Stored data

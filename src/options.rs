//! Caller-supplied options and their value kinds
//!
//! Options are a string-keyed bag of typed [`Value`]s. They are checked and
//! defaulted by a compiled [`Schema`](crate::schema::Schema) before a token
//! is issued or verified, so a bag may be built in code or loaded from a JSON
//! configuration document.

use crate::error::{Error, Result};
use regex::Regex;
use std::collections::BTreeMap;

/// Semantic kind of an option value
#[derive(Debug, Clone, Copy, PartialEq, Eq, Hash)]
pub enum ValueKind {
    String,
    Number,
    Boolean,
    StringList,
    Pattern,
    PatternList,
    Bytes,
}

impl ValueKind {
    /// Convert to string representation
    pub const fn as_str(&self) -> &'static str {
        match self {
            ValueKind::String => "string",
            ValueKind::Number => "number",
            ValueKind::Boolean => "boolean",
            ValueKind::StringList => "string list",
            ValueKind::Pattern => "pattern",
            ValueKind::PatternList => "pattern list",
            ValueKind::Bytes => "bytes",
        }
    }

    /// Lists, patterns and byte buffers are composite.
    ///
    /// A schema may only default a composite field through a generator.
    pub const fn is_composite(&self) -> bool {
        !matches!(
            self,
            ValueKind::String | ValueKind::Number | ValueKind::Boolean
        )
    }
}

impl std::fmt::Display for ValueKind {
    fn fmt(&self, f: &mut std::fmt::Formatter<'_>) -> std::fmt::Result {
        write!(f, "{}", self.as_str())
    }
}

/// A single option value
#[derive(Debug, Clone)]
pub enum Value {
    String(String),
    Number(f64),
    Boolean(bool),
    StringList(Vec<String>),
    Pattern(Regex),
    PatternList(Vec<Regex>),
    Bytes(Vec<u8>),
}

impl Value {
    /// Kind of this value
    pub fn kind(&self) -> ValueKind {
        match self {
            Value::String(_) => ValueKind::String,
            Value::Number(_) => ValueKind::Number,
            Value::Boolean(_) => ValueKind::Boolean,
            Value::StringList(_) => ValueKind::StringList,
            Value::Pattern(_) => ValueKind::Pattern,
            Value::PatternList(_) => ValueKind::PatternList,
            Value::Bytes(_) => ValueKind::Bytes,
        }
    }

    pub fn as_str(&self) -> Option<&str> {
        match self {
            Value::String(s) => Some(s),
            _ => None,
        }
    }

    pub fn as_f64(&self) -> Option<f64> {
        match self {
            Value::Number(n) => Some(*n),
            _ => None,
        }
    }

    pub fn as_bool(&self) -> Option<bool> {
        match self {
            Value::Boolean(b) => Some(*b),
            _ => None,
        }
    }

    pub fn as_string_list(&self) -> Option<&[String]> {
        match self {
            Value::StringList(list) => Some(list),
            _ => None,
        }
    }
}

// Patterns compare by source text
impl PartialEq for Value {
    fn eq(&self, other: &Self) -> bool {
        match (self, other) {
            (Value::String(a), Value::String(b)) => a == b,
            (Value::Number(a), Value::Number(b)) => a == b,
            (Value::Boolean(a), Value::Boolean(b)) => a == b,
            (Value::StringList(a), Value::StringList(b)) => a == b,
            (Value::Pattern(a), Value::Pattern(b)) => a.as_str() == b.as_str(),
            (Value::PatternList(a), Value::PatternList(b)) => {
                a.len() == b.len() && a.iter().zip(b).all(|(x, y)| x.as_str() == y.as_str())
            }
            (Value::Bytes(a), Value::Bytes(b)) => a == b,
            _ => false,
        }
    }
}

impl From<&str> for Value {
    fn from(value: &str) -> Self {
        Value::String(value.to_string())
    }
}

impl From<String> for Value {
    fn from(value: String) -> Self {
        Value::String(value)
    }
}

impl From<f64> for Value {
    fn from(value: f64) -> Self {
        Value::Number(value)
    }
}

impl From<i32> for Value {
    fn from(value: i32) -> Self {
        Value::Number(f64::from(value))
    }
}

impl From<i64> for Value {
    fn from(value: i64) -> Self {
        Value::Number(value as f64)
    }
}

impl From<u64> for Value {
    fn from(value: u64) -> Self {
        Value::Number(value as f64)
    }
}

impl From<bool> for Value {
    fn from(value: bool) -> Self {
        Value::Boolean(value)
    }
}

impl From<Vec<String>> for Value {
    fn from(value: Vec<String>) -> Self {
        Value::StringList(value)
    }
}

impl From<Vec<&str>> for Value {
    fn from(value: Vec<&str>) -> Self {
        Value::StringList(value.into_iter().map(String::from).collect())
    }
}

impl From<Regex> for Value {
    fn from(value: Regex) -> Self {
        Value::Pattern(value)
    }
}

impl From<Vec<Regex>> for Value {
    fn from(value: Vec<Regex>) -> Self {
        Value::PatternList(value)
    }
}

impl From<Vec<u8>> for Value {
    fn from(value: Vec<u8>) -> Self {
        Value::Bytes(value)
    }
}

/// Input bag of options for signing or verification
///
/// # Example
///
/// ```
/// use jwtpolicy::Options;
///
/// let options = Options::new()
///     .with("audience", "my-api")
///     .with("expiresIn", "1h");
/// assert_eq!(options.len(), 2);
/// ```
#[derive(Debug, Clone, Default, PartialEq)]
pub struct Options {
    entries: BTreeMap<String, Value>,
}

impl Options {
    /// Create an empty option bag
    pub fn new() -> Self {
        Self::default()
    }

    /// Add an option, consuming and returning the bag
    pub fn with(mut self, key: impl Into<String>, value: impl Into<Value>) -> Self {
        self.entries.insert(key.into(), value.into());
        self
    }

    /// Add or replace an option in place
    pub fn set(&mut self, key: impl Into<String>, value: impl Into<Value>) -> &mut Self {
        self.entries.insert(key.into(), value.into());
        self
    }

    pub fn get(&self, key: &str) -> Option<&Value> {
        self.entries.get(key)
    }

    pub fn remove(&mut self, key: &str) -> Option<Value> {
        self.entries.remove(key)
    }

    pub fn len(&self) -> usize {
        self.entries.len()
    }

    pub fn is_empty(&self) -> bool {
        self.entries.is_empty()
    }

    /// Load options from a JSON object
    ///
    /// Strings, numbers, booleans and arrays of strings map to the matching
    /// [`ValueKind`]. `null` entries are skipped as if they were absent.
    /// Patterns and byte buffers cannot be expressed in JSON.
    pub fn from_json(value: &serde_json::Value) -> Result<Self> {
        let object = value.as_object().ok_or_else(|| Error::InvalidOption {
            option: "<root>".into(),
            reason: "expected a JSON object".into(),
        })?;

        let mut options = Self::new();
        for (key, entry) in object {
            if let Some(value) = json_to_value(key, entry)? {
                options.entries.insert(key.clone(), value);
            }
        }

        Ok(options)
    }

    /// Parse a JSON document into options
    pub fn from_json_str(input: &str) -> Result<Self> {
        let value: serde_json::Value = serde_json::from_str(input).map_err(|e| {
            Error::InvalidOption {
                option: "<root>".into(),
                reason: format!("invalid JSON: {e}"),
            }
        })?;
        Self::from_json(&value)
    }
}

fn json_to_value(key: &str, entry: &serde_json::Value) -> Result<Option<Value>> {
    use serde_json::Value as Json;

    let invalid = |reason: &str| Error::InvalidOption {
        option: key.to_string(),
        reason: reason.to_string(),
    };

    match entry {
        Json::Null => Ok(None),
        Json::Bool(b) => Ok(Some(Value::Boolean(*b))),
        Json::Number(n) => n
            .as_f64()
            .map(|n| Some(Value::Number(n)))
            .ok_or_else(|| invalid("number out of range")),
        Json::String(s) => Ok(Some(Value::String(s.clone()))),
        Json::Array(items) => items
            .iter()
            .map(|item| item.as_str().map(String::from))
            .collect::<Option<Vec<_>>>()
            .map(|list| Some(Value::StringList(list)))
            .ok_or_else(|| invalid("arrays may only contain strings")),
        Json::Object(_) => Err(invalid("nested objects are not supported")),
    }
}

* _Problem to solve_
The records above must be retyped in full, exactly as written.

* _Response area_
filename src/options.rs
//! Caller-supplied options and their value kinds
//!
//! Options are a string-keyed bag of typed [`Value`]s. They are checked and
//! defaulted by a compiled [`Schema`](crate::schema::Schema) before a token
//! is issued or verified, so a bag may be built in code or loaded from a JSON
//! configuration document.

use crate::error::{Error, Result};
use regex::Regex;
use std::collections::BTreeMap;

/// Semantic kind of an option value
#[derive(Debug, Clone, Copy, PartialEq, Eq, Hash)]
pub enum ValueKind {
    String,
    Number,
    Boolean,
    StringList,
    Pattern,
    PatternList,
    Bytes,
}

impl ValueKind {
    /// Convert to string representation
    pub const fn as_str(&self) -> &'static str {
        match self {
            ValueKind::String => "string",
            ValueKind::Number => "number",
            ValueKind::Boolean => "boolean",
            ValueKind::StringList => "string list",
            ValueKind::Pattern => "pattern",
            ValueKind::PatternList => "pattern list",
            ValueKind::Bytes => "bytes",
        }
    }

    /// Lists, patterns and byte buffers are composite.
    ///
    /// A schema may only default a composite field through a generator.
    pub const fn is_composite(&self) -> bool {
        !matches!(
            self,
            ValueKind::String | ValueKind::Number | ValueKind::Boolean
        )
    }
}

impl std::fmt::Display for ValueKind {
    fn fmt(&self, f: &mut std::fmt::Formatter<'_>) -> std::fmt::Result {
        write!(f, "{}", self.as_str())
    }
}

/// A single option value
#[derive(Debug, Clone)]
pub enum Value {
    String(String),
    Number(f64),
    Boolean(bool),
    StringList(Vec<String>),
    Pattern(Regex),
    PatternList(Vec<Regex>),
    Bytes(Vec<u8>),
}

impl Value {
    /// Kind of this value
    pub fn kind(&self) -> ValueKind {
        match self {
            Value::String(_) => ValueKind::String,
            Value::Number(_) => ValueKind::Number,
            Value::Boolean(_) => ValueKind::Boolean,
            Value::StringList(_) => ValueKind::StringList,
            Value::Pattern(_) => ValueKind::Pattern,
            Value::PatternList(_) => ValueKind::PatternList,
            Value::Bytes(_) => ValueKind::Bytes,
        }
    }

    pub fn as_str(&self) -> Option<&str> {
        match self {
            Value::String(s) => Some(s),
            _ => None,
        }
    }

    pub fn as_f64(&self) -> Option<f64> {
        match self {
            Value::Number(n) => Some(*n),
            _ => None,
        }
    }

    pub fn as_bool(&self) -> Option<bool> {
        match self {
            Value::Boolean(b) => Some(*b),
            _ => None,
        }
    }

    pub fn as_string_list(&self) -> Option<&[String]> {
        match self {
            Value::StringList(list) => Some(list),
            _ => None,
        }
    }
}

// Patterns compare by source text
impl PartialEq for Value {
    fn eq(&self, other: &Self) -> bool {
        match (self, other) {
            (Value::String(a), Value::String(b)) => a == b,
            (Value::Number(a), Value::Number(b)) => a == b,
            (Value::Boolean(a), Value::Boolean(b)) => a == b,
            (Value::StringList(a), Value::StringList(b)) => a == b,
            (Value::Pattern(a), Value::Pattern(b)) => a.as_str() == b.as_str(),
            (Value::PatternList(a), Value::PatternList(b)) => {
                a.len() == b.len() && a.iter().zip(b).all(|(x, y)| x.as_str() == y.as_str())
            }
            (Value::Bytes(a), Value::Bytes(b)) => a == b,
            _ => false,
        }
    }
}

impl From<&str> for Value {
    fn from(value: &str) -> Self {
        Value::String(value.to_string())
    }
}

impl From<String> for Value {
    fn from(value: String) -> Self {
        Value::String(value)
    }
}

impl From<f64> for Value {
    fn from(value: f64) -> Self {
        Value::Number(value)
    }
}

impl From<i32> for Value {
    fn from(value: i32) -> Self {
        Value::Number(f64::from(value))
    }
}

impl From<i64> for Value {
    fn from(value: i64) -> Self {
        Value::Number(value as f64)
    }
}

impl From<u64> for Value {
    fn from(value: u64) -> Self {
        Value::Number(value as f64)
    }
}

impl From<bool> for Value {
    fn from(value: bool) -> Self {
        Value::Boolean(value)
    }
}

impl From<Vec<String>> for Value {
    fn from(value: Vec<String>) -> Self {
        Value::StringList(value)
    }
}

impl From<Vec<&str>> for Value {
    fn from(value: Vec<&str>) -> Self {
        Value::StringList(value.into_iter().map(String::from).collect())
    }
}

impl From<Regex> for Value {
    fn from(value: Regex) -> Self {
        Value::Pattern(value)
    }
}

impl From<Vec<Regex>> for Value {
    fn from(value: Vec<Regex>) -> Self {
        Value::PatternList(value)
    }
}

impl From<Vec<u8>> for Value {
    fn from(value: Vec<u8>) -> Self {
        Value::Bytes(value)
    }
}

/// Input bag of options for signing or verification
///
/// # Example
///
/// ```
/// use jwtpolicy::Options;
///
/// let options = Options::new()
///     .with("audience", "my-api")
///     .with("expiresIn", "1h");
/// assert_eq!(options.len(), 2);
/// ```
#[derive(Debug, Clone, Default, PartialEq)]
pub struct Options {
    entries: BTreeMap<String, Value>,
}

impl Options {
    /// Create an empty option bag
    pub fn new() -> Self {
        Self::default()
    }

    /// Add an option, consuming and returning the bag
    pub fn with(mut self, key: impl Into<String>, value: impl Into<Value>) -> Self {
        self.entries.insert(key.into(), value.into());
        self
    }

    /// Add or replace an option in place
    pub fn set(&mut self, key: impl Into<String>, value: impl Into<Value>) -> &mut Self {
        self.entries.insert(key.into(), value.into());
        self
    }

    pub fn get(&self, key: &str) -> Option<&Value> {
        self.entries.get(key)
    }

    pub fn remove(&mut self, key: &str) -> Option<Value> {
        self.entries.remove(key)
    }

    pub fn len(&self) -> usize {
        self.entries.len()
    }

    pub fn is_empty(&self) -> bool {
        self.entries.is_empty()
    }

    /// Load options from a JSON object
    ///
    /// Strings, numbers, booleans and arrays of strings map to the matching
    /// [`ValueKind`]. `null` entries are skipped as if they were absent.
    /// Patterns and byte buffers cannot be expressed in JSON.
    pub fn from_json(value: &serde_json::Value) -> Result<Self> {
        let object = value.as_object().ok_or_else(|| Error::InvalidOption {
            option: "<root>".into(),
            reason: "expected a JSON object".into(),
        })?;

        let mut options = Self::new();
        for (key, entry) in object {
            if let Some(value) = json_to_value(key, entry)? {
                options.entries.insert(key.clone(), value);
            }
        }

        Ok(options)
    }

    /// Parse a JSON document into options
    pub fn from_json_str(input: &str) -> Result<Self> {
        let value: serde_json::Value = serde_json::from_str(input).map_err(|e| {
            Error::InvalidOption {
                option: "<root>".into(),
                reason: format!("invalid JSON: {e}"),
            }
        })?;
        Self::from_json(&value)
    }
}

fn json_to_value(key: &str, entry: &serde_json::Value) -> Result<Option<Value>> {
    use serde_json::Value as Json;

    let invalid = |reason: &str| Error::InvalidOption {
        option: key.to_string(),
        reason: reason.to_string(),
    };

    match entry {
        Json::Null => Ok(None),
        Json::Bool(b) => Ok(Some(Value::Boolean(*b))),
        Json::Number(n) => n
            .as_f64()
            .map(|n| Some(Value::Number(n)))
            .ok_or_else(|| invalid("number out of range")),
        Json::String(s) => Ok(Some(Value::String(s.clone()))),
        Json::Array(items) => items
            .iter()
            .map(|item| item.as_str().map(String::from))
            .collect::<Option<Vec<_>>>()
            .map(|list| Some(Value::StringList(list)))
            .ok_or_else(|| invalid("arrays may only contain strings")),
        Json::Object(_) => Err(invalid("nested objects are not supported")),
    }
}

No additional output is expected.